Waiting for Vishnu
Waiting for Vishnu
Vishnu was at the other end of the phone, Vishnu, my friend.
‘Hi, Madcap. What the hell are you doing here in Delhi,’ he blurted,
addressing me in a tone that seemed more ironic than friendly. It was strange
that he had not forgotten the nickname he coined for me long twenty-five years
ago. Yes, it was that old—from our schooldays. That reminded me of the labour
Vishnu used to put in and the intensity of malice he had shown then, just to
make the nickname well circulated.
‘Nothing so important…just to meet a friend of mine,’ was my reply.
‘So, you’ve discarded me as your friend. Haven’t you?’ Vishnu now
sounded a tad peevish. Probably he was expecting that I would give him a ring
upon my arrival in the city.
Honestly, I didn’t like to contact him when I came to Delhi. It was
partly because I had very little time to spare and mostly owing to my
indecisiveness. I didn’t know what to do with his friendship at this stage. We
had had no contact for long, and I had entirely forgotten him until a common
friend gave me his phone number and address the other day. He must have shared
my address with Vishnu too. That’s how the friendship was now on its path to
revival.
‘Why don’t you make it convenient…let’s meet this evening. I’m
staying at Greater Kailash. Can you come down to the barbecue there?’ Vishnu
suggested. This time there was a noticeable improvement in his tone.
I had nothing particular to do that evening, so I agreed.

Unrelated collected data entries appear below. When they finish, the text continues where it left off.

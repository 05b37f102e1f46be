//! Connection traits and the production websocket transport.
//!
//! The transport opens one socket per [`Transport::open`] call and fans
//! inbound frames out to listeners registered per event name. Sharing of
//! connections across consumers is not this layer's concern; the
//! connection registry decides when `open` is called at all.

use std::collections::HashMap;
use std::sync::atomic::{AtomicBool, AtomicU64, Ordering};
use std::sync::{Arc, Mutex, PoisonError};

use futures_util::{SinkExt, StreamExt};
use thiserror::Error;
use tokio::sync::oneshot;
use tokio_tungstenite::connect_async;
use tokio_tungstenite::tungstenite::client::IntoClientRequest;
use tokio_tungstenite::tungstenite::handshake::client::Request;
use tokio_tungstenite::tungstenite::http::uri::InvalidUri;
use tokio_tungstenite::tungstenite::http::HeaderValue;
use tokio_tungstenite::tungstenite::{Error as WsError, Message};
use tracing::{debug, warn};

use crate::stream::proto::EventFrame;

/// Callback invoked once per inbound event, with the raw payload or
/// `None` when the frame carried no data.
pub type Listener = Box<dyn Fn(Option<&str>) + Send + Sync>;

type SharedListener = Arc<dyn Fn(Option<&str>) + Send + Sync>;

/// Handle identifying one registered listener on a connection.
#[derive(Clone, Copy, Debug, Eq, Hash, PartialEq)]
pub struct ListenerId(pub(crate) u64);

/// Per-connection options forwarded to the transport.
#[derive(Clone, Copy, Debug, Default, Eq, PartialEq)]
pub struct ConnectOptions {
    /// Credential mode flag; participates in connection identity.
    pub with_credentials: Option<bool>,
}

/// One live server-push connection.
pub trait Connection: Send + Sync {
    /// Registers a listener for events carrying `event_name`.
    fn add_listener(&self, event_name: &str, listener: Listener) -> ListenerId;

    /// Detaches a previously registered listener.
    fn remove_listener(&self, event_name: &str, id: ListenerId);

    /// Closes the connection. Idempotent; later calls are no-ops.
    fn close(&self);

    /// Whether the connection can still deliver events.
    ///
    /// `false` once the connection was closed or its transport stopped,
    /// letting consumers distinguish "no data yet" from a dead stream.
    /// Transports that do not track liveness may keep the default.
    fn is_open(&self) -> bool {
        true
    }
}

/// Factory for connections, injectable so tests can substitute a fake.
pub trait Transport: Send + Sync {
    /// Opens a connection to `address`.
    ///
    /// Establishment is non-blocking: the returned handle accepts
    /// listeners immediately and events are delivered once the
    /// connection is up. Errors detectable up front (such as a
    /// malformed address) are returned here.
    fn open(
        &self,
        address: &str,
        options: &ConnectOptions,
    ) -> Result<Arc<dyn Connection>, SharedStreamError>;
}

/// Errors produced by stream transport and connection identity handling.
#[derive(Debug, Error)]
pub enum SharedStreamError {
    /// Address could not be parsed as a URI.
    #[error("invalid stream address `{address}`: {source}")]
    InvalidAddress {
        address: String,
        #[source]
        source: InvalidUri,
    },

    /// Websocket transport error.
    #[error("websocket error: {0}")]
    WebSocket(#[from] WsError),

    /// Transport contract violation reported by a [`Transport`]
    /// implementation.
    #[error("transport error: {0}")]
    Transport(String),
}

/// Production transport over tokio-tungstenite.
///
/// `open` must be called from within a tokio runtime: it spawns a
/// background worker that owns the socket and dispatches inbound frames.
#[derive(Clone, Copy, Debug, Default)]
pub struct WsTransport;

impl WsTransport {
    /// Creates the websocket transport.
    pub fn new() -> Self {
        Self
    }
}

impl Transport for WsTransport {
    fn open(
        &self,
        address: &str,
        options: &ConnectOptions,
    ) -> Result<Arc<dyn Connection>, SharedStreamError> {
        let mut request = address.into_client_request()?;
        if let Some(enabled) = options.with_credentials {
            request.headers_mut().insert(
                "x-with-credentials",
                HeaderValue::from_static(if enabled { "true" } else { "false" }),
            );
        }

        let listeners = Arc::new(ListenerTable::default());
        let closed = Arc::new(AtomicBool::new(false));
        let (shutdown_tx, shutdown_rx) = oneshot::channel();

        let worker_address = address.to_string();
        let worker_listeners = Arc::clone(&listeners);
        let worker_closed = Arc::clone(&closed);
        tokio::spawn(async move {
            connection_worker(worker_address, request, worker_listeners, shutdown_rx).await;
            worker_closed.store(true, Ordering::SeqCst);
        });

        Ok(Arc::new(WsConnection {
            address: address.to_string(),
            listeners,
            closed,
            shutdown: Mutex::new(Some(shutdown_tx)),
        }))
    }
}

struct WsConnection {
    address: String,
    listeners: Arc<ListenerTable>,
    // Set by the worker when it stops, for any reason.
    closed: Arc<AtomicBool>,
    // Taken on the first close so the worker is signalled at most once.
    shutdown: Mutex<Option<oneshot::Sender<()>>>,
}

impl Connection for WsConnection {
    fn add_listener(&self, event_name: &str, listener: Listener) -> ListenerId {
        self.listeners.add(event_name, listener)
    }

    fn remove_listener(&self, event_name: &str, id: ListenerId) {
        self.listeners.remove(event_name, id);
    }

    fn close(&self) {
        let shutdown = self
            .shutdown
            .lock()
            .unwrap_or_else(PoisonError::into_inner)
            .take();
        if let Some(tx) = shutdown {
            debug!(event = "stream_close_requested", address = %self.address);
            self.closed.store(true, Ordering::SeqCst);
            let _ = tx.send(());
        }
    }

    fn is_open(&self) -> bool {
        !self.closed.load(Ordering::SeqCst)
    }
}

#[derive(Default)]
struct ListenerTable {
    next_id: AtomicU64,
    by_event: Mutex<HashMap<String, Vec<(ListenerId, SharedListener)>>>,
}

impl ListenerTable {
    fn add(&self, event_name: &str, listener: Listener) -> ListenerId {
        let id = ListenerId(self.next_id.fetch_add(1, Ordering::Relaxed));
        self.by_event
            .lock()
            .unwrap_or_else(PoisonError::into_inner)
            .entry(event_name.to_string())
            .or_default()
            .push((id, Arc::from(listener)));
        id
    }

    fn remove(&self, event_name: &str, id: ListenerId) {
        let mut by_event = self
            .by_event
            .lock()
            .unwrap_or_else(PoisonError::into_inner);
        if let Some(listeners) = by_event.get_mut(event_name) {
            listeners.retain(|(listener_id, _)| *listener_id != id);
            if listeners.is_empty() {
                by_event.remove(event_name);
            }
        }
    }

    fn dispatch(&self, event_name: &str, payload: Option<&str>) {
        // Snapshot outside the lock so a listener may add or remove
        // listeners on the same connection.
        let listeners: Vec<SharedListener> = {
            let by_event = self
                .by_event
                .lock()
                .unwrap_or_else(PoisonError::into_inner);
            by_event
                .get(event_name)
                .map(|listeners| listeners.iter().map(|(_, l)| Arc::clone(l)).collect())
                .unwrap_or_default()
        };
        for listener in listeners {
            listener(payload);
        }
    }
}

async fn connection_worker(
    address: String,
    request: Request,
    listeners: Arc<ListenerTable>,
    shutdown_rx: oneshot::Receiver<()>,
) {
    match run_socket(request, &listeners, shutdown_rx).await {
        Ok(()) => debug!(event = "stream_worker_stopped", address = %address),
        Err(err) => warn!(event = "stream_worker_error", address = %address, error = %err),
    }
}

async fn run_socket(
    request: Request,
    listeners: &ListenerTable,
    mut shutdown_rx: oneshot::Receiver<()>,
) -> Result<(), SharedStreamError> {
    let (mut socket, _) = connect_async(request).await?;
    debug!(event = "stream_connected");

    loop {
        tokio::select! {
            // Resolves on an explicit close, or with an error when the
            // handle is dropped without one; both end the worker.
            _ = &mut shutdown_rx => {
                let _ = socket.close(None).await;
                return Ok(());
            }
            maybe_inbound = socket.next() => {
                match maybe_inbound {
                    Some(Ok(Message::Text(text))) => match EventFrame::from_text(&text) {
                        Ok(frame) => listeners.dispatch(frame.event_name(), frame.data.as_deref()),
                        Err(err) => {
                            warn!(event = "stream_frame_decode_failed", error = %err);
                        }
                    },
                    Some(Ok(Message::Ping(payload))) => {
                        socket.send(Message::Pong(payload)).await?;
                    }
                    Some(Ok(Message::Pong(_))) => {}
                    Some(Ok(Message::Close(_))) | None => return Ok(()),
                    Some(Ok(_)) => {}
                    Some(Err(err)) => return Err(err.into()),
                }
            }
        }
    }
}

Nonetheless, I couldn’t believe it was an invitation from Vishnu. There was some real doubt: instead of calling
me to his house, he called me to a barbecue. Why? ‘Was he really going to give
me a treat?’ I wondered. As far as I could recall, he was a known miser in his college
days; he used to boast about being a freeloader. He would go with us to the
restaurants and eat but excuse himself a minute before it was the time for the presentation
of the bill, saying he had an urgent phone call to make. Friends marked him
repeating his antics way too much and then invented the GTPS protocol. Yes, it
was ‘Going Together, Paying Separately’. Then, we saw Vishnu going with other
groups to the restaurants. It was interesting how he could soon become a friend
to new groups. Indeed, it was his knack that brought him snacks!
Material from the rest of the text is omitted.